Heart matters
Posted: Wednesday, January 23, 2008 4:41 PM by Sam Singal
By Robert Bazell, NBC News chief science correspondent
It is a debate that has been running through the history of modern cardiology. The first surgery to bypass clogged arteries to the heart was performed in 1967. Ten years later a doctor opened a clogged artery with a tiny balloon on the end of a wire inserted through a vein from the groin to the heart in a procedure called angioplasty.
Since then, tens of millions of Americans have had these procedures. This year alone more than 1.2 million will have angioplasties (most often augmented these days with tiny pieces of wire mesh called stents) and more than 460,000 will have bypass surgeries. These procedures have eliminated enormous amounts of suffering and saved lives. They are some of the major reasons why heart disease deaths have reached their lowest levels in modern times. I have written a personal perspective on the meaning of these procedures.
But the debate has been which procedure is better. Stenting with angioplasty would seem to be preferable but the problem is the unclogged arteries often close up again in the process called restenosis.
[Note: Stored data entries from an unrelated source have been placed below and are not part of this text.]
//! Edit product characteristics as a list of key/value rows.
//!
//! `CharacteristicsWidget` holds the rows of one editor and keeps the
//! serialized value of its hidden form field in sync on every change.
//! `Page` finds and initializes every widget in server-rendered markup,
//! and `render_widget` produces that markup.
//!
//! The serialized value is a JSON array of `{"key": .., "value": ..}`
//! objects holding the non-empty rows, trimmed, in visual order.

mod characteristic;
mod config;
mod markup;
mod page;
mod widget;

pub use characteristic::{parse_characteristics, serialize_characteristics, Characteristic};
pub use config::Selectors;
use header::{HeaderMap, HeaderValue};
pub use markup::{escape_html, render_row, render_widget};
pub use page::Page;
use reqwest::header;
pub use url::Url;
pub use widget::{CharacteristicsWidget, Field, Row, RowId, WidgetEvent};

const USER_AGENT: &str = concat!(env!("CARGO_PKG_NAME"), "/", env!("CARGO_PKG_VERSION"));

/// Headers sent when fetching pages that hold widgets.
fn build_headers() -> HeaderMap {
    let mut headers = HeaderMap::new();
    headers.insert(header::USER_AGENT, HeaderValue::from_static(USER_AGENT));
    headers.insert(
        header::ACCEPT,
        HeaderValue::from_static("text/html,application/xhtml+xml;q=0.9"),
    );
    headers
}
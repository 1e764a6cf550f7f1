use eyre::{bail, Result, WrapErr};
use reqwest::Client;
use scraper::Html;
use std::path::Path;
use tracing::{debug, warn};
use url::Url;

use crate::{CharacteristicsWidget, Selectors};

#[derive(Debug, Default)]
/// Every characteristics widget found on a page.
///
/// Use `Page::parse` for markup already at hand, `Page::load` for a file and
/// `Page::fetch` for a page served over HTTP.
pub struct Page {
    /// Initialized widgets, in document order.
    pub widgets: Vec<CharacteristicsWidget>,
    /// One message per widget container that was skipped.
    pub diagnostics: Vec<String>,
}

impl Page {
    /// Finds and initializes every widget in `html`.
    ///
    /// A container missing one of its parts is skipped with a diagnostic; it
    /// does not affect the other widgets and is not an error.
    pub fn parse(html: &str, selectors: &Selectors) -> Result<Self> {
        let selectors = selectors.compile()?;
        let document = Html::parse_document(html);

        let mut page = Page::default();
        for (index, container) in document.select(&selectors.container).enumerate() {
            match CharacteristicsWidget::from_container(container, &selectors) {
                Ok(widget) => page.widgets.push(widget),
                Err(err) => {
                    let message = format!("skipped widget #{index}: {err}");
                    warn!("{message}");
                    page.diagnostics.push(message);
                }
            }
        }
        debug!(
            widgets = page.widgets.len(),
            skipped = page.diagnostics.len(),
            "page initialized"
        );
        Ok(page)
    }

    /// Reads a page from disk.
    pub fn load(path: impl AsRef<Path>, selectors: &Selectors) -> Result<Self> {
        let path = path.as_ref();
        let html = std::fs::read_to_string(path)
            .wrap_err_with(|| format!("reading page {}", path.display()))?;
        Page::parse(&html, selectors)
    }

    /// Downloads a page, typically a rendered admin form.
    pub async fn fetch(url: Url, selectors: &Selectors) -> Result<Self> {
        if !matches!(url.scheme(), "http" | "https") {
            bail!("Only http and https pages can be fetched, got `{}`", url.scheme());
        }

        let client = Client::builder()
            .default_headers(crate::build_headers())
            .build()?;

        let response = client.get(url.to_owned()).send().await?;
        let status = response.status();
        if !status.is_success() {
            bail!("Fetching {url} failed with status {status}");
        }
        let body = response.text().await?;
        Page::parse(&body, selectors)
    }

    /// Looks a widget up by its field name.
    pub fn widget(&self, name: &str) -> Option<&CharacteristicsWidget> {
        self.widgets.iter().find(|widget| widget.name() == name)
    }

    pub fn widget_mut(&mut self, name: &str) -> Option<&mut CharacteristicsWidget> {
        self.widgets.iter_mut().find(|widget| widget.name() == name)
    }
}
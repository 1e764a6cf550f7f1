use eyre::Result;
use serde::{Deserialize, Serialize};
use serde_json::Value;

#[derive(Default, Debug, Clone, PartialEq, Eq, Serialize, Deserialize)]
/// A single characteristic (key-value pair) of a product.
pub struct Characteristic {
    /// The name of the characteristic, e.g. `Width`.
    pub key: String,
    /// The value of the characteristic, e.g. `60 cm`.
    pub value: String,
}

impl Characteristic {
    pub fn new(key: impl Into<String>, value: impl Into<String>) -> Self {
        Characteristic {
            key: key.into(),
            value: value.into(),
        }
    }

    /// Trims both fields and returns `None` when nothing is left of either.
    ///
    /// Trimming follows the browser's `String.prototype.trim`, see [`trim_form_text`].
    pub fn trimmed(key: &str, value: &str) -> Option<Self> {
        let (key, value) = (trim_form_text(key), trim_form_text(value));
        if key.is_empty() && value.is_empty() {
            None
        } else {
            Some(Characteristic::new(key, value))
        }
    }
}

/// Strips leading and trailing whitespace the way a browser trims form text.
///
/// Unicode `White_Space` plus U+FEFF (byte order mark), minus U+0085 (next line).
fn trim_form_text(text: &str) -> &str {
    text.trim_matches(|c: char| (c.is_whitespace() && c != '\u{85}') || c == '\u{FEFF}')
}

/// Encodes characteristics as the compact JSON array stored in the form field.
pub fn serialize_characteristics(characteristics: &[Characteristic]) -> Result<String> {
    Ok(serde_json::to_string(characteristics)?)
}

/// Reads a stored value back into characteristics.
///
/// Never fails: anything that is not a JSON array yields an empty list, and
/// array elements that are not objects are skipped.
pub fn parse_characteristics(raw: &str) -> Vec<Characteristic> {
    if raw.trim().is_empty() {
        return Vec::new();
    }
    let Ok(Value::Array(items)) = serde_json::from_str::<Value>(raw) else {
        return Vec::new();
    };
    items
        .iter()
        .filter_map(|item| {
            let object = item.as_object()?;
            Some(Characteristic {
                key: field_text(object.get("key")),
                value: field_text(object.get("value")),
            })
        })
        .collect()
}

fn field_text(field: Option<&Value>) -> String {
    match field {
        None | Some(Value::Null) => String::new(),
        Some(Value::String(text)) => text.clone(),
        Some(other) => other.to_string(),
    }
}
use characteristics_widget::{parse_characteristics, render_widget, Page, Selectors, Url};
use clap::{Parser, Subcommand};
use eyre::Result;
use std::path::PathBuf;
use tracing::info;
use tracing_subscriber::{layer::SubscriberExt, util::SubscriberInitExt, EnvFilter};

#[derive(Parser)]
#[command(name = "characteristics-widget")]
#[command(about = "Inspect and render product characteristics widgets")]
struct Cli {
    #[command(subcommand)]
    command: Command,
}

#[derive(Subcommand)]
enum Command {
    /// Initialize every widget on a page and print its synced value.
    Inspect {
        /// An http(s) URL or a path to an HTML file.
        source: String,
        /// JSON file overriding the widget selectors.
        #[arg(long)]
        selectors: Option<PathBuf>,
    },
    /// Print the markup of a widget holding the given stored value.
    Render {
        /// Name of the form field.
        name: String,
        /// Stored value, a JSON array of {"key", "value"} objects.
        #[arg(default_value = "[]")]
        value: String,
    },
}

fn init_tracing() {
    let filter = EnvFilter::try_from_default_env().unwrap_or_else(|_| EnvFilter::new("info"));
    tracing_subscriber::registry()
        .with(filter)
        .with(tracing_subscriber::fmt::layer().with_writer(std::io::stderr))
        .init();
}

#[tokio::main]
async fn main() -> Result<()> {
    init_tracing();
    let cli = Cli::parse();

    match cli.command {
        Command::Inspect { source, selectors } => {
            let selectors = match selectors {
                Some(path) => Selectors::from_file(path)?,
                None => Selectors::default(),
            };
            let page = match Url::parse(&source) {
                Ok(url) if matches!(url.scheme(), "http" | "https") => {
                    Page::fetch(url, &selectors).await?
                }
                _ => Page::load(&source, &selectors)?,
            };
            info!(
                widgets = page.widgets.len(),
                skipped = page.diagnostics.len(),
                "inspected {source}"
            );
            for widget in &page.widgets {
                println!("{}\t{}", widget.name(), widget.hidden_value());
            }
        }
        Command::Render { name, value } => {
            println!("{}", render_widget(&name, &parse_characteristics(&value))?);
        }
    }
    Ok(())
}
use eyre::{eyre, Result, WrapErr};
use scraper::Selector;
use serde::{Deserialize, Serialize};
use std::path::Path;

#[derive(Debug, Clone, PartialEq, Eq, Serialize, Deserialize)]
#[serde(default)]
/// CSS selectors describing the markup of a widget.
///
/// The defaults match the markup produced by [`crate::render_widget`].
/// Fields missing from a configuration file keep their default.
pub struct Selectors {
    /// Marks a widget container.
    pub container: String,
    /// The hidden field holding the serialized value, inside a container.
    pub field: String,
    /// The element holding the rows, inside a container.
    pub list: String,
    /// The add button, inside a container.
    pub add_button: String,
    /// One row, inside the list.
    pub row: String,
    /// Key input, inside a row.
    pub key_input: String,
    /// Value input, inside a row.
    pub value_input: String,
}

impl Default for Selectors {
    fn default() -> Self {
        Selectors {
            container: ".characteristics-widget".into(),
            field: "textarea".into(),
            list: ".characteristics-list".into(),
            add_button: ".add-characteristic-btn".into(),
            row: ".characteristic-row".into(),
            key_input: ".char-key".into(),
            value_input: ".char-value".into(),
        }
    }
}

impl Selectors {
    /// Loads selectors from a JSON file.
    pub fn from_file(path: impl AsRef<Path>) -> Result<Self> {
        let path = path.as_ref();
        let text = std::fs::read_to_string(path)
            .wrap_err_with(|| format!("reading selectors from {}", path.display()))?;
        serde_json::from_str(&text)
            .wrap_err_with(|| format!("parsing selectors from {}", path.display()))
    }

    /// Checks that every selector parses, failing on the first invalid one.
    pub fn validate(&self) -> Result<()> {
        self.compile().map(|_| ())
    }

    pub(crate) fn compile(&self) -> Result<CompiledSelectors> {
        Ok(CompiledSelectors {
            container: parse(&self.container)?,
            field: parse(&self.field)?,
            list: parse(&self.list)?,
            add_button: parse(&self.add_button)?,
            row: parse(&self.row)?,
            key_input: parse(&self.key_input)?,
            value_input: parse(&self.value_input)?,
        })
    }
}

fn parse(selector: &str) -> Result<Selector> {
    Selector::parse(selector).map_err(|e| eyre!("invalid selector `{selector}`: {e}"))
}

/// [`Selectors`] ready to be matched against a parsed document.
#[derive(Debug, Clone)]
pub(crate) struct CompiledSelectors {
    pub(crate) container: Selector,
    pub(crate) field: Selector,
    pub(crate) list: Selector,
    pub(crate) add_button: Selector,
    pub(crate) row: Selector,
    pub(crate) key_input: Selector,
    pub(crate) value_input: Selector,
}

#[cfg(test)]
mod tests {
    use super::*;

    #[test]
    fn defaults_validate() {
        assert!(Selectors::default().validate().is_ok());
    }

    #[test]
    fn partial_json_keeps_defaults() -> Result<()> {
        let selectors: Selectors = serde_json::from_str(r#"{"container": "[data-widget=chars]"}"#)?;
        assert_eq!(selectors.container, "[data-widget=chars]");
        assert_eq!(selectors.list, Selectors::default().list);
        Ok(())
    }

    #[test]
    fn invalid_selector_is_reported() {
        let selectors = Selectors {
            row: "div[".into(),
            ..Selectors::default()
        };
        let err = selectors.validate().err().map(|e| e.to_string()).unwrap_or_default();
        assert!(err.contains("div["), "{err}");
    }
}
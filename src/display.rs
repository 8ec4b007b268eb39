// dridev/src/display.rs
//
//! The process's live connection to a rendering target.
//!
//! Opening a display probes the device, binds a driver, negotiates its
//! extensions, and enumerates the advertised configs. Everything the display
//! owns is strictly hierarchical: configs, the device descriptor, the driver
//! screen, and the surface arena all go away with it.

use crate::config::{self, Config};
use crate::device::{self, Device, DeviceCapabilities};
use crate::driver::{
    self, BufferMask, DriverExtensions, DriverScreen, ImageList, ImageLoader,
    SOFTWARE_DRIVER_NAME,
};
use crate::error::Error;
use crate::loader;
use crate::surface::{ImageFormat, Surface, SurfaceKey, SurfaceTypeFlags};

use euclid::default::Size2D;
use std::os::fd::{AsFd, AsRawFd, BorrowedFd, OwnedFd};

/// Options supplied when opening a display.
#[derive(Default)]
pub struct DisplayOptions {
    /// A descriptor the caller already holds for the device.
    ///
    /// The display does not use it directly; it validates that the
    /// descriptor identifies the requested device and then reopens the
    /// device through its render node.
    pub device_fd: Option<OwnedFd>,
}

/// A display connection bound to one device.
pub struct Display {
    device: Device,
    driver_name: String,
    // Declaration order doubles as drop order: the screen has to go before
    // the descriptor it renders through.
    screen: Box<dyn DriverScreen>,
    fd: Option<OwnedFd>,
    extensions: DriverExtensions,
    configs: Vec<Config>,
    surfaces: Vec<Option<Surface>>,
}

struct ProbedDriver {
    fd: Option<OwnedFd>,
    driver_name: String,
    screen: Box<dyn DriverScreen>,
}

/// Resolves the descriptor to use for a hardware device.
///
/// A caller-supplied descriptor must still identify the requested device;
/// either way the device is reopened through its render node, since nothing
/// here needs display-master privileges.
fn device_fd(target: &Device, options: DisplayOptions) -> Result<OwnedFd, Error> {
    if let Some(supplied) = options.device_fd {
        match device::device_for_fd(supplied.as_fd()) {
            Some(resolved) if resolved == *target => {}
            _ => return Err(Error::DeviceMismatch),
        }

        let node = loader::render_node_for_fd(supplied.as_fd()).ok_or(Error::OpenError)?;
        drop(supplied);
        return loader::open_device(&node);
    }

    let node = target.render_node_path().ok_or(Error::OpenError)?;
    loader::open_device(node)
}

/// Selects and binds a driver for the device.
///
/// Descriptor ownership moves to the returned probe only once a driver is
/// bound; every error path closes the descriptor before returning.
fn probe_device(target: &Device, options: DisplayOptions) -> Result<ProbedDriver, Error> {
    if target.supports(DeviceCapabilities::DRM) {
        let fd = device_fd(target, options)?;
        let driver_name = loader::driver_for_fd(fd.as_fd())?;
        let screen = driver::load_accelerated_driver(&driver_name, fd.as_raw_fd())?;
        Ok(ProbedDriver {
            fd: Some(fd),
            driver_name,
            screen,
        })
    } else if target.supports(DeviceCapabilities::SOFTWARE) {
        let screen = driver::load_software_driver()?;
        Ok(ProbedDriver {
            fd: None,
            driver_name: SOFTWARE_DRIVER_NAME.to_owned(),
            screen,
        })
    } else {
        // Every enumerable device answers one of the two capability queries.
        unreachable!("device supports neither DRM nor software rendering");
    }
}

impl Display {
    /// Opens a display on the given device.
    ///
    /// Any initialization failure unwinds whatever was built so far through
    /// the same release path normal teardown uses, and surfaces one error.
    pub fn open(target: &Device, options: DisplayOptions) -> Result<Display, Error> {
        device::ensure_initialized();
        let probed = probe_device(target, options).map_err(|error| {
            error!("failed to load a driver for the device: {}", error);
            error
        })?;
        Display::with_screen(target.clone(), probed.fd, probed.driver_name, probed.screen)
    }

    pub(crate) fn with_screen(
        device: Device,
        fd: Option<OwnedFd>,
        driver_name: String,
        mut screen: Box<dyn DriverScreen>,
    ) -> Result<Display, Error> {
        let extensions = driver::negotiate_extensions(screen.as_ref())?;
        let configs = config::add_configs_for_layouts(screen.as_mut()).map_err(|error| {
            error!("failed to add configs: {}", error);
            error
        })?;

        Ok(Display {
            device,
            driver_name,
            screen,
            fd,
            extensions,
            configs,
            surfaces: Vec::new(),
        })
    }

    /// The device this display was opened on.
    #[inline]
    pub fn device(&self) -> &Device {
        &self.device
    }

    /// The name of the bound driver.
    #[inline]
    pub fn driver_name(&self) -> &str {
        &self.driver_name
    }

    /// The open device descriptor, when the display targets hardware.
    #[inline]
    pub fn device_fd(&self) -> Option<BorrowedFd> {
        self.fd.as_ref().map(AsFd::as_fd)
    }

    /// The extension table negotiated with the driver.
    #[inline]
    pub fn extensions(&self) -> &DriverExtensions {
        &self.extensions
    }

    /// The advertised configs, in identifier order.
    #[inline]
    pub fn configs(&self) -> &[Config] {
        &self.configs
    }

    /// Creates an off-screen pbuffer surface against the given config.
    ///
    /// Failure releases everything allocated so far; the display is left as
    /// if the call had never been made.
    pub fn create_pbuffer_surface(
        &mut self,
        config_id: u32,
        size: Size2D<i32>,
    ) -> Result<SurfaceKey, Error> {
        let config = *self
            .configs
            .iter()
            .find(|config| config.id == config_id)
            .ok_or(Error::UnsupportedConfig)?;
        if !config.surface_types.contains(SurfaceTypeFlags::PBUFFER) {
            return Err(Error::UnsupportedConfig);
        }
        let driver_config = *self
            .screen
            .configs()
            .get(config.driver_index)
            .ok_or(Error::UnsupportedConfig)?;

        let key = self.reserve_slot();
        let drawable = match self.screen.create_drawable(&driver_config, key) {
            Ok(drawable) => drawable,
            Err(_) => {
                self.surfaces[key.0] = None;
                return Err(Error::AllocError);
            }
        };

        self.surfaces[key.0] = Some(Surface {
            size,
            format: ImageFormat::for_config(&config),
            config_id,
            drawable,
            front: None,
        });
        Ok(key)
    }

    /// Destroys a surface.
    ///
    /// Destroying a key that no longer names a live surface is a no-op.
    pub fn destroy_surface(&mut self, key: SurfaceKey) {
        let surface = match self.surfaces.get_mut(key.0).and_then(Option::take) {
            Some(surface) => surface,
            None => return,
        };
        self.release_surface(surface);
    }

    /// Presents a surface.
    ///
    /// Pbuffer surfaces have no presentation step, so this always succeeds
    /// and changes nothing.
    pub fn swap_buffers(&mut self, key: SurfaceKey) -> Result<(), Error> {
        debug_assert!(self.surface(key).is_some());
        Ok(())
    }

    /// The size of a live surface.
    #[inline]
    pub fn surface_size(&self, key: SurfaceKey) -> Option<Size2D<i32>> {
        self.surface(key).map(|surface| surface.size)
    }

    /// The exposed pixel format of a live surface.
    #[inline]
    pub fn surface_format(&self, key: SurfaceKey) -> Option<ImageFormat> {
        self.surface(key).map(|surface| surface.format)
    }

    /// The identifier of the config a live surface was created against.
    #[inline]
    pub fn surface_config_id(&self, key: SurfaceKey) -> Option<u32> {
        self.surface(key).map(|surface| surface.config_id)
    }

    fn surface(&self, key: SurfaceKey) -> Option<&Surface> {
        self.surfaces.get(key.0).and_then(Option::as_ref)
    }

    fn reserve_slot(&mut self) -> SurfaceKey {
        match self.surfaces.iter().position(Option::is_none) {
            Some(index) => SurfaceKey(index),
            None => {
                self.surfaces.push(None);
                SurfaceKey(self.surfaces.len() - 1)
            }
        }
    }

    // Image strictly before drawable: the driver's drawable bookkeeping may
    // reference the image until the drawable itself is torn down.
    fn release_surface(&mut self, mut surface: Surface) {
        if let Some(front) = surface.front.take() {
            self.screen.destroy_image(front);
        }
        self.screen.destroy_drawable(surface.drawable);
    }
}

impl ImageLoader for Display {
    // Pbuffers nominally carry a back buffer and no front buffer, but
    // single-buffered surfaces with no front buffer confuse driver
    // visibility and copy logic that special-cases the front slot. The X11
    // backend in this driver family assigns pbuffers a front buffer instead,
    // and that convention is what drivers are tested against, so the one
    // image here goes in the front slot too. The back slot stays empty.
    fn get_buffers(&mut self, surface: SurfaceKey, request: BufferMask) -> ImageList {
        let mut list = ImageList::empty();
        let (size, format, existing) = match self.surface(surface) {
            Some(surface) => (surface.size, surface.format, surface.front),
            None => return list,
        };

        if request.contains(BufferMask::FRONT) {
            let front = match existing {
                Some(image) => Some(image),
                None => match self.screen.create_image(size, format) {
                    Ok(image) => {
                        if let Some(slot) = self.surfaces.get_mut(surface.0).and_then(Option::as_mut)
                        {
                            slot.front = Some(image);
                        }
                        Some(image)
                    }
                    Err(error) => {
                        // Not an outward failure; the mask just omits the
                        // front slot and the driver copes with the absence.
                        debug!("front buffer allocation failed: {}", error);
                        None
                    }
                },
            };
            if let Some(front) = front {
                list.mask |= BufferMask::FRONT;
                list.front = Some(front);
            }
        }

        list
    }

    // No display refresh exists to synchronize against.
    fn flush_front_buffer(&mut self, _surface: SurfaceKey) {}
}

impl Drop for Display {
    fn drop(&mut self) {
        for index in 0..self.surfaces.len() {
            if let Some(surface) = self.surfaces[index].take() {
                self.release_surface(surface);
            }
        }
        // Field drop order releases the screen, then the device descriptor.
    }
}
That is why study after study has found that patients have better outcomes from the bypass even though it involves major surgery.
Tonight’s report on the latest study (and editorial) comes from the best kept records of heart outcome – New York state’s registry. The main conclusion: for people with more than one blocked artery surgery still wins. After 18 months the death rate was 7.3 percent for those who had surgery compared to 6 percent for those who had stents. This study looked at patients who got the new drug-eluting stents designed to limit the restenosis problem.
But these numbers still indicate that the choice is a matter of personal preference. It is important that the patient takes part. All too often cardiac patients go in for a diagnostic test in the same room where stents are placed and the doctor in control says “let’s just put a stent in and get this over with.” For years many doctors and others have charged that interventional cardiologists, as they are known, perform large numbers of unnecessary angioplasties and stents. I was once standing in a hospital in Florida when a doctor (who thought I was another doctor) bragged about performing angioplasties on people who did not even have a heart blockage – just to make money.
And it is important to remember that there is a third option. For large number of patient neither procedure – which costs $15 to 30 thousand dollars -- may be necessary. Often a good regime of medications with diet and exercise can control the problem. But doctors seldom offer that option with the same enthusiasm as they push the high tech, expensive fixes.